À l'ombre des tours mortes
Trop cher pour le travail que ça représente. On paie la couverture, effectivement très belle comme c'est dit dans un autre commentaire, et le fait que ce soit Art Spiegelman. Franchement, la critique de l'Amérique n'est pas très poussée, on assiste plutôt à la thérapie de Spiegelman à avoir vécu le 11 septembre de près, mais bon rien de grandiose, ce n’est pas Michael Moore. Les dessins dans tous les sens ajoutent à l'impression de "vrac" de la BD, si c'en est une. Même si tout n'est pas noir, j'avais un petit goût d'arnaque dans la gorge après l'avoir acheté les yeux fermés. Bien loin de Maus, qui était captivant.

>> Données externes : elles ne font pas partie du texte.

//! Database module: SQLite-backed response cache and search history.
//!
//! Layout:
//! - `models.rs`: Rust structs mirroring DB rows
//! - `schema.rs`: SQL DDL for initializing the database
//! - `sqlite.rs`: storage handles over a shared pool

pub mod models;
pub mod schema;
pub mod sqlite;

pub use models::{CacheEntry, CacheStats};
pub use schema::SQLITE_INIT;
pub use sqlite::{CacheStorage, HistoryStorage, SqlitePool, connect};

En plus, le format est trop grand pour les bibliothèques standard... Une déception.
Les Traîne-Ténèbres
Série pas si vieille que ça mais qui souffre déjà du poids des années !!! En effet elle a assez mal vieilli, sans doute à cause du fait qu'elle n'est pas très intéressante, le dessin est quelconque, le scénario pas mieux, il est préférable de lire autre chose pour se divertir convenablement.